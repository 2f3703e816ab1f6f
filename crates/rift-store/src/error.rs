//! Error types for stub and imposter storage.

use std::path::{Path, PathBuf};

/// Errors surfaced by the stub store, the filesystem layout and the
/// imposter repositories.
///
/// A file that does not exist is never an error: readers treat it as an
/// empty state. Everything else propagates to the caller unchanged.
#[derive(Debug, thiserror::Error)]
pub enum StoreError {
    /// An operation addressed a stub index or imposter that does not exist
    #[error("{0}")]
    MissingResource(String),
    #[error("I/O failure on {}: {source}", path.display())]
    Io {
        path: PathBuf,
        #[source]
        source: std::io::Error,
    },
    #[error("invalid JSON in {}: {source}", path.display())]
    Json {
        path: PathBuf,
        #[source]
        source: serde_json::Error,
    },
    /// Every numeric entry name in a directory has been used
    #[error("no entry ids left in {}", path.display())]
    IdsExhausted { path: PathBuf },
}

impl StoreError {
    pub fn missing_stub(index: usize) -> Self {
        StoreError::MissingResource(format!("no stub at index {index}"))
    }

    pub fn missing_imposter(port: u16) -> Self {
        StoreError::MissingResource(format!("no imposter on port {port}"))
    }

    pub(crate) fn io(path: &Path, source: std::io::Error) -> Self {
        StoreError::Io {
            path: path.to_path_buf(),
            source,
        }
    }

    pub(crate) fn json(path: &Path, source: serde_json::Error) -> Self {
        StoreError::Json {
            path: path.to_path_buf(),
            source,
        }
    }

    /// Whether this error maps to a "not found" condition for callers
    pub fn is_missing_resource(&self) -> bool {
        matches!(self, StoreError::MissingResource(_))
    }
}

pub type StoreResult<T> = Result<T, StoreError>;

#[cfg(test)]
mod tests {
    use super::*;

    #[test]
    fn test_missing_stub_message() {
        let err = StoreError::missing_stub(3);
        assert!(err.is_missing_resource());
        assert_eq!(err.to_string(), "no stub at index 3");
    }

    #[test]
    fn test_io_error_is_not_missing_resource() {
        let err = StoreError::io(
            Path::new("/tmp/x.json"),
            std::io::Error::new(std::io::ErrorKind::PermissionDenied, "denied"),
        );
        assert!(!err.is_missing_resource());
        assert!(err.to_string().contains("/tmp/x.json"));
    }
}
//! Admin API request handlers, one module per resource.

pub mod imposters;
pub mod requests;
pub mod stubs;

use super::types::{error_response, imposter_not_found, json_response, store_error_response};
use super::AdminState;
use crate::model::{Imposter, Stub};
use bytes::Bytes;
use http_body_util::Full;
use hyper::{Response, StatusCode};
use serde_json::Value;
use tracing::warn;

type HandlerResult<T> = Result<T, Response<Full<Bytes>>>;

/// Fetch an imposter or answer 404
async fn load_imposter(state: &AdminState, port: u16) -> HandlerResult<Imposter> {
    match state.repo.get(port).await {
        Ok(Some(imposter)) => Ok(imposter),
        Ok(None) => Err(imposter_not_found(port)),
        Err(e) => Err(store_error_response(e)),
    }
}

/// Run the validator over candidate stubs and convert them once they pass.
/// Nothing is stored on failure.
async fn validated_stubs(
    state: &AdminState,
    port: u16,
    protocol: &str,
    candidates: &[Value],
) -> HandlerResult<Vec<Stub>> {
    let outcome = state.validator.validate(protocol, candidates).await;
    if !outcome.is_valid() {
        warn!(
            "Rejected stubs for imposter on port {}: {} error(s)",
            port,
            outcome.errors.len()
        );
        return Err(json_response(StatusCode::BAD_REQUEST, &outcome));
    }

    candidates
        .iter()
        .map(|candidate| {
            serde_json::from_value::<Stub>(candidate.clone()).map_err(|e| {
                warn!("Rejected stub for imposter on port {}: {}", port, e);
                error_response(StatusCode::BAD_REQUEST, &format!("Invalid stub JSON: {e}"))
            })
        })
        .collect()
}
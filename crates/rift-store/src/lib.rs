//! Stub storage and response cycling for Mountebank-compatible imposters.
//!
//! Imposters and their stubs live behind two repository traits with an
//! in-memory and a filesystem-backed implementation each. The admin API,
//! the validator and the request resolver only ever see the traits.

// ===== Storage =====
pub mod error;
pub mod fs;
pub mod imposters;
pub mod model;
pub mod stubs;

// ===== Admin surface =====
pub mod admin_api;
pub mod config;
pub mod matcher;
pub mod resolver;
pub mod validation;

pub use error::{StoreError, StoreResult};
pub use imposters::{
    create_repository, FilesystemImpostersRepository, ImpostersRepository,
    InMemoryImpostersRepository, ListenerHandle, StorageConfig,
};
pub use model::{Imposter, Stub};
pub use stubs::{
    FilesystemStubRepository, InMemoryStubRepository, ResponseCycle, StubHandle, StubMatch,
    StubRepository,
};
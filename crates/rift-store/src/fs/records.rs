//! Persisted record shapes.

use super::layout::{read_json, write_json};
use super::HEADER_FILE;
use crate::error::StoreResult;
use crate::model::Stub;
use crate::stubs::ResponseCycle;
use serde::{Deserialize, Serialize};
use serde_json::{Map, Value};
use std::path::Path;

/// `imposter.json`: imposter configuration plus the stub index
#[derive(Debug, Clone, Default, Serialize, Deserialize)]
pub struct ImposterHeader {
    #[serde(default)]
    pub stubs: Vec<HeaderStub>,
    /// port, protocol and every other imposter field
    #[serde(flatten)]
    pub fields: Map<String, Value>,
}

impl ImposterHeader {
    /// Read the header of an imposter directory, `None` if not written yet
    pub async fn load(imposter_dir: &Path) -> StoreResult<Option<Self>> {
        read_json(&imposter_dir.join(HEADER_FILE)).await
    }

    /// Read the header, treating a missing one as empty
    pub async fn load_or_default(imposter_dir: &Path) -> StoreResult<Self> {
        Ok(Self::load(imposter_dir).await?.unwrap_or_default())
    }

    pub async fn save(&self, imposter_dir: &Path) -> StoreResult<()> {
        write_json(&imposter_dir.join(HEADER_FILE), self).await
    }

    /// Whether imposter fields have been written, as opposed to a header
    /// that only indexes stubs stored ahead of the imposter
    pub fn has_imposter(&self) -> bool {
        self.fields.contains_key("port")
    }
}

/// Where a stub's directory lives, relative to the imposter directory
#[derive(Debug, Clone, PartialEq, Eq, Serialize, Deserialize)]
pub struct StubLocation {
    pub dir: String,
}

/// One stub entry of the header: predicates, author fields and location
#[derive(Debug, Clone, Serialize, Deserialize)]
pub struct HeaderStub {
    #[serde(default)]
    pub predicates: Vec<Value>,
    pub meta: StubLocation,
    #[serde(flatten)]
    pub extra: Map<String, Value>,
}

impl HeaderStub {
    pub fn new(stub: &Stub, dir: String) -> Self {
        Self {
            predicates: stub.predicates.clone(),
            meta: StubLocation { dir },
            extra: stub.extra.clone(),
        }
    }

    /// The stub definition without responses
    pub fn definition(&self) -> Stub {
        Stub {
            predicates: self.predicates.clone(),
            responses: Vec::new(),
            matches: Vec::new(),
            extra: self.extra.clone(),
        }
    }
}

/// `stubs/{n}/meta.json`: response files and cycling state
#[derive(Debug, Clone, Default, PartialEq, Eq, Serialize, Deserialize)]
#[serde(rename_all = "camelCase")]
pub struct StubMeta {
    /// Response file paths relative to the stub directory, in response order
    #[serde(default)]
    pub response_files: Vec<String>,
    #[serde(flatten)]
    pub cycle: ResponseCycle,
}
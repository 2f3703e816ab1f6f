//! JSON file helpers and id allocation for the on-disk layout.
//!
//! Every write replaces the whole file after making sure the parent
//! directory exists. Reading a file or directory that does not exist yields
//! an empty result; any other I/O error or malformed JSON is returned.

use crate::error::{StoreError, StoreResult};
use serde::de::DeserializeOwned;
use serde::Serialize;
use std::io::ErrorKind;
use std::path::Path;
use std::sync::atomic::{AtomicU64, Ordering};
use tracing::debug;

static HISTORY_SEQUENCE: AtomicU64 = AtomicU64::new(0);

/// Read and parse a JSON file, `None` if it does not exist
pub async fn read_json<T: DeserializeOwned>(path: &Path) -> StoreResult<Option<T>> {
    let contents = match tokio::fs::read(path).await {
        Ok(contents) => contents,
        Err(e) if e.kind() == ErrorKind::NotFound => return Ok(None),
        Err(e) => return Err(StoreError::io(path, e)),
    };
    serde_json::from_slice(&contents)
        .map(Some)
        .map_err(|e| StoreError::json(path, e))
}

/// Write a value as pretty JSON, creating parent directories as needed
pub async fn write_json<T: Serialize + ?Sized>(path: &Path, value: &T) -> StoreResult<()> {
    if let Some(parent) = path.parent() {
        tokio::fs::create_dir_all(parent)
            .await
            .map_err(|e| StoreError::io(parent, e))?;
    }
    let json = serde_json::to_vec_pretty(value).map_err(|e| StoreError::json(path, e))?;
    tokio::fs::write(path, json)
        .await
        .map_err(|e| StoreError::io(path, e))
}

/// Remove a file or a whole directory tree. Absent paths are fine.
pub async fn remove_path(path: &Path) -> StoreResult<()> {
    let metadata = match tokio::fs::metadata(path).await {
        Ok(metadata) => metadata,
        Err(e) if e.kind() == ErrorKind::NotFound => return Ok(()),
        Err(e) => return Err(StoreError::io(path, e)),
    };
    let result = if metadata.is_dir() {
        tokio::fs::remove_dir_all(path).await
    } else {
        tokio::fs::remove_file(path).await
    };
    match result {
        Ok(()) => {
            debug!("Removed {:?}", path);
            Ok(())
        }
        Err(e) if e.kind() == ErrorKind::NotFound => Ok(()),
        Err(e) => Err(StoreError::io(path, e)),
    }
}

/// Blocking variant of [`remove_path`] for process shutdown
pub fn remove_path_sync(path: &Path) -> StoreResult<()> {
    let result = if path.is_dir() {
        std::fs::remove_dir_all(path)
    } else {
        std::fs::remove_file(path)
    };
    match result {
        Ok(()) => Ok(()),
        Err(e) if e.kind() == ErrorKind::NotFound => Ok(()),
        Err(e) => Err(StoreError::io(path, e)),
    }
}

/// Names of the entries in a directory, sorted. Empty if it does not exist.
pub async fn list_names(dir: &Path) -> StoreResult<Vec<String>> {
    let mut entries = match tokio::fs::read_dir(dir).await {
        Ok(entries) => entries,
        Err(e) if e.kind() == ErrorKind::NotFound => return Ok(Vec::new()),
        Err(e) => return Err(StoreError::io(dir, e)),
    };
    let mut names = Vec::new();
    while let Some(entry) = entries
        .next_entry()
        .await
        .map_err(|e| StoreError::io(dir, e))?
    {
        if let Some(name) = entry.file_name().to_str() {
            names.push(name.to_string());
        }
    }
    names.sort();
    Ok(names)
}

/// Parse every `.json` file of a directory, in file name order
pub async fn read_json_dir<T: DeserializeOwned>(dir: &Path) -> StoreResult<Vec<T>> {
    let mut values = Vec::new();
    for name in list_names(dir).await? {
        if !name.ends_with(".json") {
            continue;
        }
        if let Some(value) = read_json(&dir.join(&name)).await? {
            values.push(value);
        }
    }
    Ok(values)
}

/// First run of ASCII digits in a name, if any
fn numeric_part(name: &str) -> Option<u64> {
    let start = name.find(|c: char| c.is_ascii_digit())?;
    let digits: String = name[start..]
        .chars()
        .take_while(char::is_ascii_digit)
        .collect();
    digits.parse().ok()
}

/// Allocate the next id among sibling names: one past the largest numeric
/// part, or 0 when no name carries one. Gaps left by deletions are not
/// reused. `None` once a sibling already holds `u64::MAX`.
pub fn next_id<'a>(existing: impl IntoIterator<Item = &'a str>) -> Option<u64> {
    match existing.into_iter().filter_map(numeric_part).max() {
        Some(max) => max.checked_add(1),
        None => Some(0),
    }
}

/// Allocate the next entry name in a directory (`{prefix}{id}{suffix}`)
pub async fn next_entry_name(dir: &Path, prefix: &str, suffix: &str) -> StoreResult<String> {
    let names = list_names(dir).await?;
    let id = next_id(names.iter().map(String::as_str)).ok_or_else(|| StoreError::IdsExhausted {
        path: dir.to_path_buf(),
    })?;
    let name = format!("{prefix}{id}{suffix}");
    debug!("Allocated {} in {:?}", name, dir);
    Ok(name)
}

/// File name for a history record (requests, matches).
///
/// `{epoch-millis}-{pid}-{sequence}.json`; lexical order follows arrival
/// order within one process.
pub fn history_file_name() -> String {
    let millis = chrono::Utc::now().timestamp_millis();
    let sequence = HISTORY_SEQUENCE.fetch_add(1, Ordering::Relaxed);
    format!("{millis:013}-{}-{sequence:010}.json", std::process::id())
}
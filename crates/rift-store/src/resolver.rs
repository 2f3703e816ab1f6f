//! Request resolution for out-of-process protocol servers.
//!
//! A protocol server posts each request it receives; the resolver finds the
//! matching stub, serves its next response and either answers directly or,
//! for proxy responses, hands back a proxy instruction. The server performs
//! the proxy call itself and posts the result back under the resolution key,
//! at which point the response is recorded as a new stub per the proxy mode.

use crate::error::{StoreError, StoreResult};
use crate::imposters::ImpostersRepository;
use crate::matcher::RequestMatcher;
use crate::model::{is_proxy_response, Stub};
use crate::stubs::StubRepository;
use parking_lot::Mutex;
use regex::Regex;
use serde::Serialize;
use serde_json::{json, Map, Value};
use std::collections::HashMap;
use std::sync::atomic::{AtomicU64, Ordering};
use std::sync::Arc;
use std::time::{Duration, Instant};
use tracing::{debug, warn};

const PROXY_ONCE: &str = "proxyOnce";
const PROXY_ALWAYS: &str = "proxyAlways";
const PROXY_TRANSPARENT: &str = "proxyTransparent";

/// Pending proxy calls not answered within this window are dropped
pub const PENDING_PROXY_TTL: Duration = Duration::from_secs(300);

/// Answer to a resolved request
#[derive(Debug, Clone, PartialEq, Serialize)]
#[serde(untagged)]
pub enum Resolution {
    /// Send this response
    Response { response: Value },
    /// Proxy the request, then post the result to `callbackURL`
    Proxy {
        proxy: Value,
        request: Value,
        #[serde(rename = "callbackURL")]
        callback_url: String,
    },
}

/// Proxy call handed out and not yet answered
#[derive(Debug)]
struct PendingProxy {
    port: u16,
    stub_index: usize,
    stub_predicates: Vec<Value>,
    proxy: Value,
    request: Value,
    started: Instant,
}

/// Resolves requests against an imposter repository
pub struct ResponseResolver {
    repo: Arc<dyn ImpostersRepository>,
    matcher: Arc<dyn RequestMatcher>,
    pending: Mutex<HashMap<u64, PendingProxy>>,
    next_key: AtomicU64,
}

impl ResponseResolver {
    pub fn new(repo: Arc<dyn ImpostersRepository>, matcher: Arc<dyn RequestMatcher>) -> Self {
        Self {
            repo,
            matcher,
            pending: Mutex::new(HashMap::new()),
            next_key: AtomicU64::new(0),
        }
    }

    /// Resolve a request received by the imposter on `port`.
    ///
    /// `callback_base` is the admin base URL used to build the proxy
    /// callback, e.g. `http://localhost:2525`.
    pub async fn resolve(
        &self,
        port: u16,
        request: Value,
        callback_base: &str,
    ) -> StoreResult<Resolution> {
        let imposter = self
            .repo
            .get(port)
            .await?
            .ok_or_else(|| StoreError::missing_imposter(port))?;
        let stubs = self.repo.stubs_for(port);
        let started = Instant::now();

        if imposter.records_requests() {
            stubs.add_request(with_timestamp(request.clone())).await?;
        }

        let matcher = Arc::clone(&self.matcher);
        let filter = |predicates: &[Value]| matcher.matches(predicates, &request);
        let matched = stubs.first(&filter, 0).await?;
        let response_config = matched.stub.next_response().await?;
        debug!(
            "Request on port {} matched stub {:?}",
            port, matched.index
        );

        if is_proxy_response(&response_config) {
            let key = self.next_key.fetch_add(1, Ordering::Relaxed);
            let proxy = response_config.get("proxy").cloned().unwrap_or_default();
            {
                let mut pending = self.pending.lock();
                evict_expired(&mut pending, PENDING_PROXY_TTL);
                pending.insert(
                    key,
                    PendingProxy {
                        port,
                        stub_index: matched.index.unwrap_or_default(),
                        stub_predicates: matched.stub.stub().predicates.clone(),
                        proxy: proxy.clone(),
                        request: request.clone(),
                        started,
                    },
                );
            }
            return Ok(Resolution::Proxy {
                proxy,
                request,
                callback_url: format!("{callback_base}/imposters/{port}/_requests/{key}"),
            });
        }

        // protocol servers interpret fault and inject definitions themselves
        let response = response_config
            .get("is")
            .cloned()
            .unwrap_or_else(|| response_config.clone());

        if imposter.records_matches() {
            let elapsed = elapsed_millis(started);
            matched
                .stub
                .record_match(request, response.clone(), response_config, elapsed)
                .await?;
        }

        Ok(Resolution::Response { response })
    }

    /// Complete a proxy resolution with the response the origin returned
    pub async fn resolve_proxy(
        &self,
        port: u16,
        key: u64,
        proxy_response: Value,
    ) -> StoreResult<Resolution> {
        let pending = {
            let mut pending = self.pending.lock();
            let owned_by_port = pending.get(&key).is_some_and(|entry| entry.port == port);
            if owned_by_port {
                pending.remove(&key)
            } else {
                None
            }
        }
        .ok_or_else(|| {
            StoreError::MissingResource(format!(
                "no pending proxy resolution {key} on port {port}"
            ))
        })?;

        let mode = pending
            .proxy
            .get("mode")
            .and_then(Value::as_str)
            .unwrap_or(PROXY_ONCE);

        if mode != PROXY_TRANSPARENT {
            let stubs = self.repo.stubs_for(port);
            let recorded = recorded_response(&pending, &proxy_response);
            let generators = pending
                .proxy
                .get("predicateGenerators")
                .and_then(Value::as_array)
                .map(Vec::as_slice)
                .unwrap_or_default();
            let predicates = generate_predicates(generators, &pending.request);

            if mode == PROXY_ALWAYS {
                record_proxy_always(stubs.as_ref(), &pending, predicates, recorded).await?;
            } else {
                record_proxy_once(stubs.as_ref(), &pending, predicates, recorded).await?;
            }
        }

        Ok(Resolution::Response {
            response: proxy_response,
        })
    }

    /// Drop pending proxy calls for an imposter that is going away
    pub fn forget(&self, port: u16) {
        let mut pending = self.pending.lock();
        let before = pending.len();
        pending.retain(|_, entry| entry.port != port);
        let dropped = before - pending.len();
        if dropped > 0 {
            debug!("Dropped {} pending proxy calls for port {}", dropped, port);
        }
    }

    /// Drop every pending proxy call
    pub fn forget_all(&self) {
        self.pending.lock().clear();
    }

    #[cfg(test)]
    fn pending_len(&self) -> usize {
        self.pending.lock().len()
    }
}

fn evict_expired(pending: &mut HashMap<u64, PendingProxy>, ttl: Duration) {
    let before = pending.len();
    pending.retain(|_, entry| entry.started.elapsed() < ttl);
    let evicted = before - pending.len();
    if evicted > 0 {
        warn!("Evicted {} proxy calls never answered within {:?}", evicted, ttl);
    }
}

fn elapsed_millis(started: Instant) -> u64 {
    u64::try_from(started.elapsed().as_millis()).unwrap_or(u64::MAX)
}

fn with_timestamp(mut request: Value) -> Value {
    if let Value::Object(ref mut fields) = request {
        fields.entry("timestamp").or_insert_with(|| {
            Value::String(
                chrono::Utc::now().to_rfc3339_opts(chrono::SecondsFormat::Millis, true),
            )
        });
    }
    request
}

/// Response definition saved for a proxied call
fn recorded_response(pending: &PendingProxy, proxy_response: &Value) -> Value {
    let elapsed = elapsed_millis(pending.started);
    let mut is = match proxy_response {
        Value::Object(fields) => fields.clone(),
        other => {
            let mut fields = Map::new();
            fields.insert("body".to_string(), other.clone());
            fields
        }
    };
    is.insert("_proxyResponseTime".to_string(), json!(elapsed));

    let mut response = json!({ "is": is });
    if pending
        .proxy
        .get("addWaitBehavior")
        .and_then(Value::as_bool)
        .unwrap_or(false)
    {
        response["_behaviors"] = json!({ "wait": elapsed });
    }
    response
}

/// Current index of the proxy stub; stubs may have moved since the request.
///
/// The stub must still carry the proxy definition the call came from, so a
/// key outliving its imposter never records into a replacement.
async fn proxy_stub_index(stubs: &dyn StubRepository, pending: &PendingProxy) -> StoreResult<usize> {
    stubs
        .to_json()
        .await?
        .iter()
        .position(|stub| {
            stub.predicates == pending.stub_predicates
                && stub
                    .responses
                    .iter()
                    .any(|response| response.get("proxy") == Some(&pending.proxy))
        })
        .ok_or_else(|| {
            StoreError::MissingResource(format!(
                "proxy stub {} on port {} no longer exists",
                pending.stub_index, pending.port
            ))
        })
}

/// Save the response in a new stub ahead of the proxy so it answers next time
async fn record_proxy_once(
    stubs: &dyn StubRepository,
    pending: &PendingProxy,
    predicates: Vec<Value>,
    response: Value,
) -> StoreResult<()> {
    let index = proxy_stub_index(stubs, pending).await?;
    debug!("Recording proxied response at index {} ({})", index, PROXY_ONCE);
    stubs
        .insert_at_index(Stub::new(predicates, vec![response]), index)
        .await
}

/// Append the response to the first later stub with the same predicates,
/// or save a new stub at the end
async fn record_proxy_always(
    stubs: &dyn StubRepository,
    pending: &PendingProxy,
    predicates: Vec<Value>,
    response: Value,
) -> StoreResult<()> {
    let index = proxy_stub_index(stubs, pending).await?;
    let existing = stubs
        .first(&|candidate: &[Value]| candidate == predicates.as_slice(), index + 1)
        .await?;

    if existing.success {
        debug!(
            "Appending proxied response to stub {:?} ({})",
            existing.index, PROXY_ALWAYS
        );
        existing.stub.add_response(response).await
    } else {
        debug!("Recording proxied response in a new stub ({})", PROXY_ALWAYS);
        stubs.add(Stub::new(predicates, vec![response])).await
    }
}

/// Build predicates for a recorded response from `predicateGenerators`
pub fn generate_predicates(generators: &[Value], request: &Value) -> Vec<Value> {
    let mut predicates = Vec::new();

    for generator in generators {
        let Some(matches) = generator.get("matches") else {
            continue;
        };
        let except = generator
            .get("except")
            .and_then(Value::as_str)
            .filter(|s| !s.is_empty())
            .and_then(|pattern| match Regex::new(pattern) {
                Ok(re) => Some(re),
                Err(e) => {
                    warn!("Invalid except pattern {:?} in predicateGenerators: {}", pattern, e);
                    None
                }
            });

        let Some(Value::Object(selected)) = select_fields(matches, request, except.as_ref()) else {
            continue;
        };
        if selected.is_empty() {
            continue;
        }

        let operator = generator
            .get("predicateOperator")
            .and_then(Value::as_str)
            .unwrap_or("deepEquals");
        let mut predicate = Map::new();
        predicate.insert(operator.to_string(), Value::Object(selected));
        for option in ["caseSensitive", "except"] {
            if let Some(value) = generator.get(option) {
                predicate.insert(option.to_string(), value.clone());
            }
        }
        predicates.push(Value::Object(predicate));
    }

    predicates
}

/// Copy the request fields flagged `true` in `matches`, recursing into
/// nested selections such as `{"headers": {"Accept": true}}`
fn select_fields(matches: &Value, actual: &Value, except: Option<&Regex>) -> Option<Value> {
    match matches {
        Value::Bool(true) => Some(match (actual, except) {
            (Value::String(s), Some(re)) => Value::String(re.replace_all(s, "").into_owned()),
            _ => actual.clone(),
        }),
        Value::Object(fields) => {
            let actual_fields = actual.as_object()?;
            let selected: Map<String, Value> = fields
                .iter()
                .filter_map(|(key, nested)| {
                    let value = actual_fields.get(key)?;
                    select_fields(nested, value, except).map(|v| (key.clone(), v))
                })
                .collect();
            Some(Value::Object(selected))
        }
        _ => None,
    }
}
----------------------------------------
TASK REQUIREMENTS: Each line between the start of the listing above and the line containing "pub enum StoreError", with both ends counted, is to be set down unchanged.

RESPONSE AREA:
repository 2f3703e816ab1f6f
filename crates/rift-store/src/error.rs
//! Error types for stub and imposter storage.

use std::path::{Path, PathBuf};

/// Errors surfaced by the stub store, the filesystem layout and the
/// imposter repositories.
///
/// A file that does not exist is never an error: readers treat it as an
/// empty state. Everything else propagates to the caller unchanged.
#[derive(Debug, thiserror::Error)]
pub enum StoreError {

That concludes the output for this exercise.